Le bouillon aromatique et la cuisson à petits frémissements

Carotte, poireau, oignon piqué de clous de girofle et bouquet garni composent la base classique du mouillement. Rien de sophistiqué, mais l'équilibre compte autant que le choix de la viande.

La cuisson ne bout jamais fort.

Une cuisson à petits frémissements, jamais à gros bouillons, garde la viande fondante et la sauce claire. Comptez entre une heure quinze et deux heures selon la taille des morceaux et la puissance du feu, en vérifiant la tendreté à la fourchette plutôt qu'à la montre. Une cuisson trop rapide durcit la viande au lieu de l'attendrir, l'inverse de ce qu'on cherche avec des morceaux gélatineux.

Champignons et petits oignons glacés : le bon moment pour les ajouter

Ces deux garnitures ne cuisent jamais avec la viande depuis le début, sous peine de se déliter dans le bouillon. On prépare la garniture classique, des champignons de Paris étuvés et de petits oignons glacés à blanc, que l'on ajoute en fin de cuisson.

Pour les champignons, une poêlée courte avec un peu de beurre et quelques gouttes de citron suffit : on les fait revenir avec un peu de beurre et quelques gouttes de citron pour préserver leur blancheur naturelle. Les petits oignons, eux, se glacent à blanc à part, dans une cuillerée d'eau et de beurre, jusqu'à ce qu'ils deviennent translucides sans colorer. Cette cuisson séparée protège leur tenue : incorporés trop tôt dans la cocotte, ils se transformeraient en purée avant même que la viande soit prête. Le résultat, en fin de parcours, garde des champignons fermes et des oignons entiers, bien loin de la bouillie que produisent certaines versions expéditives.

La liaison : roux à part, jaune d'œuf et citron hors du feu

Le roux se monte toujours séparément, jamais directement dans le jus de cuisson.
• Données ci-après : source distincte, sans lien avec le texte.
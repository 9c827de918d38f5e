//! Derived UI state and table rendering.
//!
//! The stores hand back data in storage order; everything a screen needs on
//! top of that (history ordering, selector options with shortened labels)
//! is computed here from plain values.

use super::formatter::{format_date_time, option_label};
use super::log::LogRecord;
use super::task::TaskRef;
use prettytable::{row, Table};
use serde::{Deserialize, Serialize};

/// Task selector labels are cut after this many characters.
pub const TASK_LABEL_MAX: usize = 23;
/// Category selector labels are cut after this many characters.
pub const CATEGORY_LABEL_MAX: usize = 15;
/// Label of the empty category option.
pub const UNCATEGORIZED_LABEL: &str = "未分類";

#[derive(Debug, Clone, Copy, PartialEq, Eq, Default, Serialize, Deserialize)]
#[serde(rename_all = "lowercase")]
pub enum HistoryOrder {
    /// Newest first
    #[default]
    Desc,
    /// Oldest first
    Asc,
}

impl HistoryOrder {
    pub fn toggled(self) -> Self {
        match self {
            HistoryOrder::Desc => HistoryOrder::Asc,
            HistoryOrder::Asc => HistoryOrder::Desc,
        }
    }
}

/// A selector entry: the full value and the text shown for it.
#[derive(Debug, Clone, PartialEq, Eq)]
pub struct SelectOption {
    pub value: String,
    pub label: String,
}

/// Orders history by start time.
pub fn sort_history(mut logs: Vec<LogRecord>, order: HistoryOrder) -> Vec<LogRecord> {
    match order {
        HistoryOrder::Desc => logs.sort_by(|a, b| b.start_time.cmp(&a.start_time)),
        HistoryOrder::Asc => logs.sort_by(|a, b| a.start_time.cmp(&b.start_time)),
    }
    logs
}

pub fn task_options(tasks: &[TaskRef]) -> Vec<SelectOption> {
    tasks
        .iter()
        .map(|t| SelectOption {
            value: t.name.clone(),
            label: option_label(&t.name, TASK_LABEL_MAX),
        })
        .collect()
}

/// Category options, led by the empty "uncategorized" choice.
pub fn category_options(categories: &[String]) -> Vec<SelectOption> {
    let mut options = vec![SelectOption {
        value: String::new(),
        label: UNCATEGORIZED_LABEL.to_string(),
    }];
    options.extend(categories.iter().map(|c| SelectOption {
        value: c.clone(),
        label: option_label(c, CATEGORY_LABEL_MAX),
    }));
    options
}

pub struct View {}

impl View {
    pub fn history(logs: &[LogRecord]) {
        let mut table = Table::new();

        table.add_row(row!["ID", "START", "END", "DURATION", "CATEGORY", "TASK"]);
        for log in logs {
            table.add_row(row![
                log.id,
                format_date_time(&log.start_time),
                format_date_time(&log.end_time),
                log.duration,
                log.category,
                log.task
            ]);
        }
        table.printstd();
    }

    pub fn tasks(tasks: &[TaskRef]) {
        let mut table = Table::new();

        table.add_row(row!["NAME"]);
        for task in tasks {
            table.add_row(row![task.name]);
        }
        table.printstd();
    }

    pub fn categories(categories: &[String]) {
        let mut table = Table::new();

        table.add_row(row!["#", "CATEGORY"]);
        for (i, category) in categories.iter().enumerate() {
            table.add_row(row![i + 1, category]);
        }
        table.printstd();
    }
}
On fait fondre le beurre sans le laisser colorer, on ajoute la farine d'un coup, puis on verse le bouillon filtré louche après louche en fouettant. Cette méthode évite les grumeaux et donne une base de sauce lisse avant même d'introduire la liaison finale. Le roux cuit ainsi quelques minutes, jusqu'à napper le dos d'une cuillère, sans jamais prendre de couleur.
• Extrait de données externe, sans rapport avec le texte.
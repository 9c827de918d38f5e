use super::db::Db;
use crate::libs::error::{Error, Result};
use crate::libs::log::{parse_iso_string, to_iso_string, LogDuration, LogRecord, NewLogRecord};
use rusqlite::{params, Connection, OptionalExtension, Row};

const INSERT_LOG: &str = "INSERT INTO logs (start_time, end_time, duration, task, category, created_at) VALUES (?1, ?2, ?3, ?4, ?5, ?6)";
const SELECT_LOGS: &str = "SELECT id, start_time, end_time, duration, task, category, created_at FROM logs";
const ORDER_BY_ID: &str = "ORDER BY id";
const WHERE_ID: &str = "WHERE id = ?1";
const DELETE_LOG: &str = "DELETE FROM logs WHERE id = ?1";

/// Raw column values, validated into a [`LogRecord`] afterwards.
struct LogRow {
    id: i64,
    start_time: String,
    end_time: String,
    duration: i64,
    task: Option<String>,
    category: Option<String>,
    created_at: String,
}

impl LogRow {
    fn from_row(row: &Row<'_>) -> rusqlite::Result<Self> {
        Ok(LogRow {
            id: row.get(0)?,
            start_time: row.get(1)?,
            end_time: row.get(2)?,
            duration: row.get(3)?,
            task: row.get(4)?,
            category: row.get(5)?,
            created_at: row.get(6)?,
        })
    }

    fn into_record(self) -> Result<LogRecord> {
        let id = self.id;
        let malformed = |reason: String| Error::MalformedRecord {
            table: "logs",
            key: id.to_string(),
            reason,
        };
        let timestamp = |field: &str, value: &str| parse_iso_string(value).ok_or_else(|| malformed(format!("{} '{}' is not a timestamp", field, value)));

        let start_time = timestamp("start_time", &self.start_time)?;
        let end_time = timestamp("end_time", &self.end_time)?;
        let created_at = timestamp("created_at", &self.created_at)?;
        if self.duration < 0 {
            return Err(malformed(format!("negative duration {}", self.duration)));
        }
        if end_time < start_time {
            return Err(malformed(format!("end_time {} is before start_time {}", self.end_time, self.start_time)));
        }

        Ok(LogRecord {
            id,
            start_time,
            end_time,
            duration: LogDuration::from_secs(self.duration),
            task: self.task.unwrap_or_default(),
            category: self.category.unwrap_or_default(),
            created_at,
        })
    }
}

/// Durable table of completed sessions.
///
/// Every method is its own transaction on the storage worker; there is no
/// atomicity across calls.
#[derive(Clone)]
pub struct Logs {
    db: Db,
}

impl Logs {
    pub fn new(db: &Db) -> Self {
        Logs { db: db.clone() }
    }

    /// Persists a finished session and returns the id the store assigned.
    pub async fn add(&self, record: NewLogRecord) -> Result<i64> {
        record.validate()?;
        self.db
            .call(move |conn| {
                let tx = conn.transaction()?;
                tx.execute(
                    INSERT_LOG,
                    params![
                        to_iso_string(record.start_time()),
                        to_iso_string(record.end_time()),
                        record.duration().as_secs(),
                        record.task(),
                        record.category(),
                        to_iso_string(record.created_at()),
                    ],
                )?;
                let id = tx.last_insert_rowid();
                tx.commit()?;
                tracing::debug!(id, "log record added");
                Ok(id)
            })
            .await
    }

    /// All records in store order (ascending id). Display ordering is up to the caller.
    pub async fn get_all(&self) -> Result<Vec<LogRecord>> {
        self.db.call(|conn| Self::fetch_all(conn)).await
    }

    pub async fn get(&self, id: i64) -> Result<Option<LogRecord>> {
        self.db
            .call(move |conn| {
                let row = conn
                    .query_row(&format!("{} {}", SELECT_LOGS, WHERE_ID), params![id], LogRow::from_row)
                    .optional()?;
                row.map(LogRow::into_record).transpose()
            })
            .await
    }

    /// Removes a record. A missing id is not an error; returns rows removed.
    pub async fn delete(&self, id: i64) -> Result<usize> {
        self.db
            .call(move |conn| {
                let tx = conn.transaction()?;
                let deleted = tx.execute(DELETE_LOG, params![id])?;
                tx.commit()?;
                tracing::debug!(id, deleted, "log record delete");
                Ok(deleted)
            })
            .await
    }

    /// Reads every record on an already borrowed connection, so it can share
    /// a transaction with other reads.
    pub(crate) fn fetch_all(conn: &Connection) -> Result<Vec<LogRecord>> {
        let mut stmt = conn.prepare(&format!("{} {}", SELECT_LOGS, ORDER_BY_ID))?;
        let rows = stmt.query_map([], LogRow::from_row)?;

        let mut logs = Vec::new();
        for row in rows {
            logs.push(row?.into_record()?);
        }
        Ok(logs)
    }
}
La liaison finale se fait hors du feu, avec un jaune d'œuf délayé dans un peu de sauce tiède et un trait de jus de citron. Cette liaison incorporée hors du feu donne une sauce veloutée qui ne tranche jamais, à condition qu'elle ne rebouille plus jamais après l'ajout du jaune.

Repos, lendemain et accompagnement

Une blanquette gagne souvent à reposer une heure avant le service : les saveurs se fondent et la viande absorbe une partie de la sauce. Le lendemain, réchauffée doucement, elle est encore meilleure, la viande ayant eu le temps de s'imprégner pleinement du jus. Au moment de servir, un réchauffage à feu très doux avec une ou deux cuillères de bouillon rattrape une sauce qui aurait trop épaissi. Ne jamais faire rebouillir franchement, sous peine de faire trancher le jaune d'œuf une seconde fois.

C'est un plat qui récompense la patience, pas la précipitation.

La blanquette de veau s'accompagne habituellement de riz, de pâtes fraîches, ou de petits légumes tournés et glacés à blanc. Le riz reste le choix le plus courant, parce qu'il absorbe la sauce sans lui faire concurrence en goût. Une pomme de terre vapeur fonctionne tout aussi bien pour qui préfère éviter le riz.

Au réfrigérateur, elle se conserve sans problème deux à trois jours dans un contenant fermé. Le congélateur fonctionne aussi, à condition de décongeler lentement avant de réchauffer à feu doux.

Sur le citron, d'ailleurs, tous les cuisiniers ne sont pas d'accord : certains l'ajoutent systématiquement à la sauce, d'autres refusent, estimant que ça dénature les saveurs du veau.